I poke him in the ribs, making him laugh through a grunt.

“That’s because my husband is so quiet around the house, it’s like he’s not even there.”

“Don’t be silly, honey.” Nash gives me a dopey look. “It’s because of all of those dirty cartoons you keep on your side of the bed—especially the ones of Popeye and Olive Oyl you love so much.”

I can’t contain the laugh that pulls out. All roads lead to the Tijuana bibles.

“Dirty cartoons?” the woman says from behind the phone, pushing the shutter button eight hundred times. “Didn’t know those existed. Get one where you wrap your arms around him.”

I look at Nash—I don’t want to do this—but when he challenges me with a whispered, “I won’t bite,” I do as she says, ignoring how well we fit, just like this.

When she’s pleased with her work, the woman’s voice rises again. “Did you hear that, Dan? These two have been married for eight years!” Softer, to us, “Would you mind taking one of me and my husband?” My arms drop from Nash, and up goes her voice. “Dan! Get over here! This handsome man’s gonna take our photo!”

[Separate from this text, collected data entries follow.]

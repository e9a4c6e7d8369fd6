use std::net::SocketAddr;
use std::sync::Arc;

use clap::Parser;
use ethereum_types::U256;
use photon::cli::{Cli, Command};
use photon::initializers::{dial_peer, init_tracing, peer_config};
use photon::sink::{LoggingHeaderStore, StatusSeedingSink, TracingChainCallbacks};
use photon_chain::{ChainDriver, ChainEngine, EngineTunables};
use photon_config::Config;
use photon_net::PeerNode;
use photon_rlp::decode::RLPDecode;
use tracing::{error, info};

#[tokio::main]
async fn main() -> eyre::Result<()> {
    let cli = Cli::parse();
    let _filter_handle = init_tracing(cli.opts.log_level);

    let mut config = Config::from_file(&cli.opts.config)?;
    if let Some(watch) = cli.opts.watch {
        config.watched_address = watch;
    }
    if let Some(remote_peer) = cli.opts.remote_peer {
        config.remote_peer = photon_config::RemotePeer(remote_peer.parse::<photon_common::node::Node>()?);
    }

    let engine = ChainEngine::with_tunables(
        config.watched_address,
        TracingChainCallbacks,
        LoggingHeaderStore,
        EngineTunables {
            orphan_age_offset: config.engine.orphan_age_offset,
            save_count: config.engine.save_count,
            sync_batch: config.engine.sync_batch,
        },
    );
    let driver = Arc::new(ChainDriver::with_status_poll_interval(
        engine,
        config.engine.status_poll_interval(),
    ));

    let remote_node = config.remote_peer.0.clone();
    let remote_node_id = remote_node.node_id();
    let remote_static_pub = remote_node.public_key;
    let remote_tcp_addr = SocketAddr::new(remote_node.ip, remote_node.tcp_port);

    let sink = Arc::new(StatusSeedingSink::new(driver.clone()));
    let config_for_peer = peer_config(
        config.local_secret_key.0,
        config.local_tcp_port,
        config.network_id,
        config.genesis_hash,
    );
    let peer = Arc::new(PeerNode::new(config_for_peer, remote_node_id, sink));
    driver.attach_peer(peer.clone()).await;

    if let Some(Command::SubmitTx { raw_tx }) = cli.command {
        let bytes = hex::decode(raw_tx.trim_start_matches("0x"))?;
        let transaction = photon_common::transaction::Transaction::decode(&bytes)?;
        let tx_hash = driver.submit_tx(transaction).await?;
        info!(%tx_hash, "transaction submitted, tracking status");
    }

    let status_poll = {
        let driver = driver.clone();
        tokio::spawn(async move {
            driver.run_status_poll().await;
        })
    };

    // This node has no chain of its own yet on a fresh start: it
    // advertises the configured genesis as its head in the Status
    // handshake and lets the peer's own head seed the first header
    // fetch (`StatusSeedingSink::on_status`).
    let dial_result = dial_peer(
        peer.clone(),
        remote_tcp_addr,
        remote_static_pub,
        config.genesis_hash,
        0,
        U256::zero(),
    )
    .await;

    status_poll.abort();

    if let Err(err) = dial_result {
        error!(%err, "peer connection ended");
        return Err(err.into());
    }

    Ok(())
}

Back on the trail after all pictures are taken, Nash shows me us on his phone. We are mid-laugh and it’s perfect.

“I hate it,” I tell him.

“Really?” His lips twitch. “I think I look pretty good.”

I slap him on the arm, but I’m also smiling. “Think it’s a waste of time to keep walking and see if anything sticks out?”

“No place else I’d rather be, Rue Conway.” He grins, so easy. Like he always has and probably always will. Like this moment is the only one he’s concerned about being in and every next moment is the next moment’s concern. I’m envious.

For the next hour, Nash shoots down every possible clue location I spot. In the quiet between, it’s comfortable. More than once, our hands brush, and as much as it makes my skin buzz, he doesn’t react. Nash is still Nash, but we are not us. He’s him—whoever that is now—and I’m me, engaged to Jonathan, and mother to a child he knows nothing about. We aren’t who we were all those years ago.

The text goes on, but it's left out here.